## Description of the task
The required response is the number of lines in the entries that include the word "match", with nothing added.
___ Records supplied
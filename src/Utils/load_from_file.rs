use crate::Kinetics::parse_reactions::parse_reaction_equation;
use crate::Kinetics::reaction_system::ElementaryReaction;
use log::{error, info, warn};
use serde::{Deserialize, Serialize};
use std::fs::File;
use std::io::{BufRead, BufReader, Write};
use std::path::Path;

/// One record of the REACTIONS section. A record is either a chemistry
/// shorthand equation with a rate-constant name, or the explicit name-keyed
/// mappings of an [`ElementaryReaction`].
#[derive(Debug, Serialize, Deserialize, Clone)]
#[serde(untagged)]
pub enum ReactionEntry {
    Equation { eq: String, rate_constant: String },
    Explicit(ElementaryReaction),
}

impl ReactionEntry {
    pub fn into_reaction(self) -> Result<ElementaryReaction, String> {
        match self {
            ReactionEntry::Equation { eq, rate_constant } => {
                parse_reaction_equation(&eq, &rate_constant).map_err(|e| e.to_string())
            }
            ReactionEntry::Explicit(reaction) => Ok(reaction),
        }
    }
}

pub struct LoadData {
    pub file_name: String,
}

impl LoadData {
    pub fn new(file_name: String) -> Self {
        LoadData { file_name }
    }
    pub fn load_reactions(&self) -> Result<Vec<ElementaryReaction>, String> {
        load_and_validate_reactions(&self.file_name)
    }
    pub fn load_substance_list(&self) -> Result<Vec<String>, String> {
        load_substance_list(&self.file_name)
    }
}

fn read_lines(file_name: &str) -> Result<Vec<String>, String> {
    let path = Path::new(file_name);
    if !path.exists() {
        return Err(format!("File '{}' does not exist", file_name));
    }
    let file = match File::open(path) {
        Ok(file) => file,
        Err(e) => return Err(format!("Failed to open file '{}': {}", file_name, e)),
    };
    let reader = BufReader::new(file);
    Ok(reader.lines().filter_map(Result::ok).collect())
}

/// Find the section following one of the given headers; the section ends at
/// the next all-caps header line or at the end of the document.
fn section_bounds(lines: &[String], headers: &[&str]) -> Option<(usize, usize)> {
    let mut start_index = None;
    for (i, line) in lines.iter().enumerate() {
        let trimmed = line.trim().to_uppercase();
        if headers.iter().any(|h| trimmed == *h) {
            start_index = Some(i + 1);
            break;
        }
    }
    let start_index = start_index?;
    let mut end_index = lines.len();
    for i in start_index..lines.len() {
        let trimmed = lines[i].trim();
        if !trimmed.is_empty()
            && trimmed
                .chars()
                .all(|c| c.is_uppercase() || c == '_' || c == ' ')
            && trimmed.chars().any(|c| c.is_uppercase())
        {
            end_index = i;
            break;
        }
    }
    Some((start_index, end_index))
}

/// Parses a document for the reaction set under the "REACTIONS" or "KINETICS"
/// header. The payload is a JSON array of [`ReactionEntry`] records.
pub fn load_reactions_from_file(file_name: &str) -> Result<Vec<ElementaryReaction>, String> {
    let lines = read_lines(file_name)?;

    let (start_index, end_index) = section_bounds(&lines, &["REACTIONS", "KINETICS"])
        .ok_or_else(|| {
            format!(
                "No 'REACTIONS' or 'KINETICS' header found in file '{}'",
                file_name
            )
        })?;

    let reactions_section = lines[start_index..end_index].join("\n");

    let result: Result<Vec<ReactionEntry>, serde_json::Error> =
        serde_json::from_str(&reactions_section);

    match result {
        Ok(entries) => {
            let mut reactions = Vec::with_capacity(entries.len());
            for entry in entries {
                reactions.push(entry.into_reaction()?);
            }
            info!(
                "Successfully parsed {} reactions from file '{}'",
                reactions.len(),
                file_name
            );
            Ok(reactions)
        }
        Err(e) => {
            let error_line = e.line();
            let error_column = e.column();
            // line number in the file, not in the extracted section
            let actual_line = start_index + error_line - 1;

            let error_msg = format!(
                "Error parsing reaction data at line {}, column {} (line {} in file): {}",
                error_line, error_column, actual_line, e
            );
            error!("{}", error_msg);

            if actual_line < lines.len() {
                let problem_line = &lines[actual_line];
                error!("Problematic line: {}", problem_line);
                if error_column <= problem_line.len() {
                    let pointer = " ".repeat(error_column - 1) + "^";
                    error!("{}", pointer);
                }
            }

            Err(error_msg)
        }
    }
}

/// Loads the reaction set and validates it.
pub fn load_and_validate_reactions(file_name: &str) -> Result<Vec<ElementaryReaction>, String> {
    let reactions = load_reactions_from_file(file_name)?;

    if reactions.is_empty() {
        warn!("Loaded reaction set is empty");
    }
    for (j, reaction) in reactions.iter().enumerate() {
        if reaction.rate_constant.trim().is_empty() {
            return Err(format!("Reaction {} has an empty rate-constant name", j));
        }
        if reaction.net_stoich.is_empty() {
            warn!("Reaction {} changes nothing (empty net stoichiometry)", j);
        }
    }

    info!(
        "Loaded and validated {} reactions from file '{}'",
        reactions.len(),
        file_name
    );
    Ok(reactions)
}

/// load from file list of substances
pub fn load_substance_list(file_name: &str) -> Result<Vec<String>, String> {
    let lines = read_lines(file_name)?;

    let (start_index, end_index) =
        section_bounds(&lines, &["SUBSTANCES", "SUBSTANCES LIST", "SPECIES"]).ok_or_else(
            || format!("No 'SUBSTANCES' header found in file '{}'", file_name),
        )?;

    let list_of_subs = lines[start_index..end_index].join("\n");
    let vec_of_molecules: Vec<String> = list_of_subs
        .replace('\n', ", ")
        .split(',')
        .map(|s| s.trim().to_string())
        .filter(|s| !s.is_empty())
        .collect();
    if vec_of_molecules.is_empty() {
        return Err(format!("No substances found in file '{}'", file_name));
    }
    Ok(vec_of_molecules)
}

/// Write a kinetic task document: substances section plus reaction section.
/// The produced file round-trips through [`load_reactions_from_file`] and
/// [`load_substance_list`].
pub fn save_reaction_task(
    file_name: &str,
    substances: &[String],
    reactions: &[ElementaryReaction],
) -> Result<(), String> {
    let entries: Vec<ReactionEntry> = reactions
        .iter()
        .cloned()
        .map(ReactionEntry::Explicit)
        .collect();
    let payload = serde_json::to_string_pretty(&entries)
        .map_err(|e| format!("Failed to serialize reactions: {}", e))?;

    let mut file =
        File::create(file_name).map_err(|e| format!("Failed to create '{}': {}", file_name, e))?;
    writeln!(file, "SUBSTANCES").map_err(|e| e.to_string())?;
    writeln!(file, "{}", substances.join(", ")).map_err(|e| e.to_string())?;
    writeln!(file, "REACTIONS").map_err(|e| e.to_string())?;
    writeln!(file, "{}", payload).map_err(|e| e.to_string())?;
    info!(
        "Kinetic task with {} reactions written to '{}'",
        reactions.len(),
        file_name
    );
    Ok(())
}

#[cfg(test)]
mod tests {
    use super::*;
    use std::collections::HashMap;
    use std::io::Write;
    use tempfile::NamedTempFile;

    #[test]
    fn test_load_reactions_from_file() {
        let mut temp_file = NamedTempFile::new().unwrap();
        writeln!(temp_file, "Some header text").unwrap();
        writeln!(temp_file, "SUBSTANCES").unwrap();
        writeln!(temp_file, "A, B, C").unwrap();
        writeln!(temp_file, "REACTIONS").unwrap();
        writeln!(temp_file, "[").unwrap();
        writeln!(
            temp_file,
            "  {{ \"eq\": \"A => B\", \"rate_constant\": \"k1\" }},"
        )
        .unwrap();
        writeln!(
            temp_file,
            "  {{ \"rate_constant\": \"k2\", \"reactants\": {{\"B\": 1.0}}, \"net_stoich\": {{\"B\": -1.0, \"C\": 1.0}} }}"
        )
        .unwrap();
        writeln!(temp_file, "]").unwrap();
        writeln!(temp_file, "ANOTHER_HEADER").unwrap();
        writeln!(temp_file, "Some other content").unwrap();

        let file_path = temp_file.path().to_str().unwrap();

        let substances = load_substance_list(file_path).unwrap();
        assert_eq!(substances, vec!["A", "B", "C"]);

        let reactions = load_reactions_from_file(file_path).unwrap();
        assert_eq!(reactions.len(), 2);
        assert_eq!(reactions[0].rate_constant, "k1");
        assert_eq!(
            reactions[0].net_stoich,
            HashMap::from([("A".to_string(), -1.0), ("B".to_string(), 1.0)])
        );
        assert_eq!(reactions[1].rate_constant, "k2");
        assert_eq!(
            reactions[1].reactants,
            HashMap::from([("B".to_string(), 1.0)])
        );
    }

    #[test]
    fn test_load_reactions_no_header() {
        let mut temp_file = NamedTempFile::new().unwrap();
        writeln!(temp_file, "Some content without a REACTIONS header").unwrap();

        let file_path = temp_file.path().to_str().unwrap();
        let result = load_reactions_from_file(file_path);
        assert!(result.is_err());
        assert!(
            result
                .unwrap_err()
                .contains("No 'REACTIONS' or 'KINETICS' header found")
        );
    }

    #[test]
    fn test_load_reactions_invalid_json() {
        let mut temp_file = NamedTempFile::new().unwrap();
        writeln!(temp_file, "REACTIONS").unwrap();
        writeln!(temp_file, "[").unwrap();
        writeln!(temp_file, "  {{ \"eq\": \"A => B\" ").unwrap();
        writeln!(temp_file, "]").unwrap();

        let file_path = temp_file.path().to_str().unwrap();
        let result = load_reactions_from_file(file_path);
        assert!(result.is_err());
        assert!(result.unwrap_err().contains("Error parsing reaction data"));
    }

    #[test]
    fn test_substance_list_with_spaces_and_lines() {
        let mut temp_file = NamedTempFile::new().unwrap();
        writeln!(temp_file, "SPECIES").unwrap();
        writeln!(temp_file, "H2O , CO2,   CH4").unwrap();
        writeln!(temp_file, "O2, N2").unwrap();
        writeln!(temp_file, "ANOTHER_HEADER").unwrap();

        let file_path = temp_file.path().to_str().unwrap();
        let substances = load_substance_list(file_path).unwrap();
        assert_eq!(substances, vec!["H2O", "CO2", "CH4", "O2", "N2"]);
    }

    #[test]
    fn test_substance_list_empty_section() {
        let mut temp_file = NamedTempFile::new().unwrap();
        writeln!(temp_file, "SUBSTANCES").unwrap();
        writeln!(temp_file, "").unwrap();
        writeln!(temp_file, "ANOTHER_HEADER").unwrap();

        let file_path = temp_file.path().to_str().unwrap();
        assert!(load_substance_list(file_path).is_err());
    }

    #[test]
    fn test_save_and_reload_round_trip() {
        let reactions = vec![
            ElementaryReaction::new(
                "l1",
                HashMap::from([("x".to_string(), 1.0)]),
                HashMap::from([("x".to_string(), -1.0), ("y".to_string(), 1.0)]),
            ),
            ElementaryReaction::new(
                "l2",
                HashMap::from([("y".to_string(), 1.0)]),
                HashMap::from([("y".to_string(), -1.0), ("z".to_string(), 1.0)]),
            ),
        ];
        let substances = vec!["x".to_string(), "y".to_string(), "z".to_string()];

        let temp_file = NamedTempFile::new().unwrap();
        let file_path = temp_file.path().to_str().unwrap();
        save_reaction_task(file_path, &substances, &reactions).unwrap();

        let ld = LoadData::new(file_path.to_owned());
        let loaded_substances = ld.load_substance_list().unwrap();
        let loaded_reactions = ld.load_reactions().unwrap();
        assert_eq!(loaded_substances, substances);
        assert_eq!(loaded_reactions, reactions);
    }
}
//! Parsing of reaction-equation strings into [`ElementaryReaction`] data.
//!
//! The accepted grammar is the usual chemistry shorthand: sides separated by
//! `=>`, `->` or `=`, terms separated by `+`, every term an optional numeric
//! multiplier followed by a substance name. A term may carry a `**p` suffix
//! which overrides the degree of concentration in the kinetic function; as a
//! rule the degrees coincide with the stoichiometric coefficients of the
//! reagents, however for empirical reactions they may differ.
//!
//! Examples of accepted input: `"A => B"`, `"2 H2 + O2 = 2 H2O"`,
//! `"B + C -> A + C"` (catalyst cancels out of the net change),
//! `"A**0.5 + B => C"` (empirical half-order in A).
use crate::Kinetics::reaction_system::{ElementaryReaction, KineticsError};
use regex::Regex;
use std::collections::HashMap;

/// A single parsed term: multiplier, substance name, optional empirical order.
#[derive(Debug, Clone, PartialEq)]
struct EquationTerm {
    coefficient: f64,
    substance: String,
    empirical_order: Option<f64>,
}

fn term_regex() -> Regex {
    // "2 H2O", "H2O", "1.5 A", "A**0.3"
    Regex::new(r"^(\d+(?:\.\d+)?)?\s*([A-Za-z][A-Za-z0-9_()*']*?)(?:\*\*(\d+(?:\.\d+)?))?$")
        .expect("term regex is valid")
}

/// Split an equation into left and right sides at the first `=>`, `->` or `=`.
fn split_equation(eq: &str) -> Result<(&str, &str), KineticsError> {
    for separator in ["=>", "->", "="] {
        if let Some(position) = eq.find(separator) {
            let lhs = &eq[..position];
            let rhs = &eq[position + separator.len()..];
            if lhs.trim().is_empty() || rhs.trim().is_empty() {
                return Err(KineticsError::MalformedEquation(format!(
                    "equation '{}' has an empty side",
                    eq
                )));
            }
            return Ok((lhs, rhs));
        }
    }
    Err(KineticsError::MalformedEquation(format!(
        "no '=>', '->' or '=' separator in equation '{}'",
        eq
    )))
}

fn parse_side(side: &str, eq: &str) -> Result<Vec<EquationTerm>, KineticsError> {
    let re = term_regex();
    let mut terms = Vec::new();
    for raw_term in side.split('+') {
        let raw_term = raw_term.trim();
        if raw_term.is_empty() {
            return Err(KineticsError::MalformedEquation(format!(
                "empty term in equation '{}'",
                eq
            )));
        }
        let captures = re.captures(raw_term).ok_or_else(|| {
            KineticsError::MalformedEquation(format!(
                "can not parse term '{}' in equation '{}'",
                raw_term, eq
            ))
        })?;
        let coefficient = match captures.get(1) {
            Some(c) => c.as_str().parse::<f64>().map_err(|_| {
                KineticsError::MalformedEquation(format!(
                    "bad multiplier in term '{}' of equation '{}'",
                    raw_term, eq
                ))
            })?,
            None => 1.0,
        };
        let substance = captures
            .get(2)
            .map(|m| m.as_str().to_string())
            .ok_or_else(|| {
                KineticsError::MalformedEquation(format!(
                    "no substance name in term '{}' of equation '{}'",
                    raw_term, eq
                ))
            })?;
        let empirical_order = match captures.get(3) {
            Some(p) => Some(p.as_str().parse::<f64>().map_err(|_| {
                KineticsError::MalformedEquation(format!(
                    "bad degree in term '{}' of equation '{}'",
                    raw_term, eq
                ))
            })?),
            None => None,
        };
        terms.push(EquationTerm {
            coefficient,
            substance,
            empirical_order,
        });
    }
    Ok(terms)
}

/// Parse a reaction equation into name-keyed reactant orders and net changes.
///
/// The left side fixes the degrees of concentration (the `**p` suffix wins over
/// the multiplier when present), the net stoichiometry is right minus left; a
/// substance appearing on both sides with equal multipliers cancels and drops
/// out of the net-change mapping entirely.
pub fn parse_reaction_equation(
    eq: &str,
    rate_constant: &str,
) -> Result<ElementaryReaction, KineticsError> {
    let (lhs, rhs) = split_equation(eq)?;
    let lhs_terms = parse_side(lhs, eq)?;
    let rhs_terms = parse_side(rhs, eq)?;

    let mut reactants: HashMap<String, f64> = HashMap::new();
    let mut net_stoich: HashMap<String, f64> = HashMap::new();

    for term in lhs_terms.iter() {
        let order = term.empirical_order.unwrap_or(term.coefficient);
        *reactants.entry(term.substance.clone()).or_insert(0.0) += order;
        *net_stoich.entry(term.substance.clone()).or_insert(0.0) -= term.coefficient;
    }
    for term in rhs_terms.iter() {
        *net_stoich.entry(term.substance.clone()).or_insert(0.0) += term.coefficient;
    }
    net_stoich.retain(|_, nu| *nu != 0.0);
    reactants.retain(|_, order| *order != 0.0);

    Ok(ElementaryReaction {
        rate_constant: rate_constant.to_string(),
        reactants,
        net_stoich,
    })
}

/// Substance names of an equation in textual appearance order, left side first,
/// duplicates removed. Useful for building a declared substance list that reads
/// the way the mechanism was written.
pub fn substances_in_equation(eq: &str) -> Result<Vec<String>, KineticsError> {
    let (lhs, rhs) = split_equation(eq)?;
    let mut substances: Vec<String> = Vec::new();
    for term in parse_side(lhs, eq)?.iter().chain(parse_side(rhs, eq)?.iter()) {
        if !substances.contains(&term.substance) {
            substances.push(term.substance.clone());
        }
    }
    Ok(substances)
}

#[cfg(test)]
mod tests {
    use super::*;

    #[test]
    fn test_simple_decay() {
        let reaction = parse_reaction_equation("A => B", "k1").unwrap();
        assert_eq!(reaction.rate_constant, "k1");
        assert_eq!(reaction.reactants, HashMap::from([("A".to_string(), 1.0)]));
        assert_eq!(
            reaction.net_stoich,
            HashMap::from([("A".to_string(), -1.0), ("B".to_string(), 1.0)])
        );
    }

    #[test]
    fn test_multipliers_and_separators() {
        for eq in ["2 H2 + O2 = 2 H2O", "2H2 + O2 -> 2H2O", "2 H2 + O2 => 2 H2O"] {
            let reaction = parse_reaction_equation(eq, "kb").unwrap();
            assert_eq!(
                reaction.reactants,
                HashMap::from([("H2".to_string(), 2.0), ("O2".to_string(), 1.0)])
            );
            assert_eq!(
                reaction.net_stoich,
                HashMap::from([
                    ("H2".to_string(), -2.0),
                    ("O2".to_string(), -1.0),
                    ("H2O".to_string(), 2.0)
                ])
            );
        }
    }

    #[test]
    fn test_catalyst_cancels_out_of_net_change() {
        let reaction = parse_reaction_equation("B + C => A + C", "k2").unwrap();
        // C drives the rate but its net change is zero
        assert_eq!(
            reaction.reactants,
            HashMap::from([("B".to_string(), 1.0), ("C".to_string(), 1.0)])
        );
        assert_eq!(
            reaction.net_stoich,
            HashMap::from([("B".to_string(), -1.0), ("A".to_string(), 1.0)])
        );
    }

    #[test]
    fn test_empirical_order_overrides_multiplier() {
        let reaction = parse_reaction_equation("2 A**0.5 + B => C", "k3").unwrap();
        assert_eq!(reaction.reactants["A"], 0.5);
        // the net change still follows the stoichiometric multiplier
        assert_eq!(reaction.net_stoich["A"], -2.0);
    }

    #[test]
    fn test_repeated_substance_on_one_side_accumulates() {
        let reaction = parse_reaction_equation("B + B => C", "k3").unwrap();
        assert_eq!(reaction.reactants, HashMap::from([("B".to_string(), 2.0)]));
        assert_eq!(
            reaction.net_stoich,
            HashMap::from([("B".to_string(), -2.0), ("C".to_string(), 1.0)])
        );
    }

    #[test]
    fn test_malformed_equations_are_rejected() {
        for eq in ["A + B", "=> B", "A =>", "A + => B", "A => 2", "A - B => C"] {
            let result = parse_reaction_equation(eq, "k");
            assert!(result.is_err(), "expected error for '{}'", eq);
        }
    }

    #[test]
    fn test_substances_in_equation_textual_order() {
        let substances = substances_in_equation("B + C => A + C").unwrap();
        assert_eq!(
            substances,
            vec!["B".to_string(), "C".to_string(), "A".to_string()]
        );
    }
}
/// Initial value problems for kinetic systems: the module wires a built
/// symbolic system together with numeric rate constants and initial
/// concentrations into the general-purpose ODE solver api (BDF, Radau,
/// Backward Euler, RK45). Integration itself is delegated entirely to the
/// solver crate; this module only owns the task bookkeeping.
pub mod kinetic_ivp;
______
## Result of this exercise
5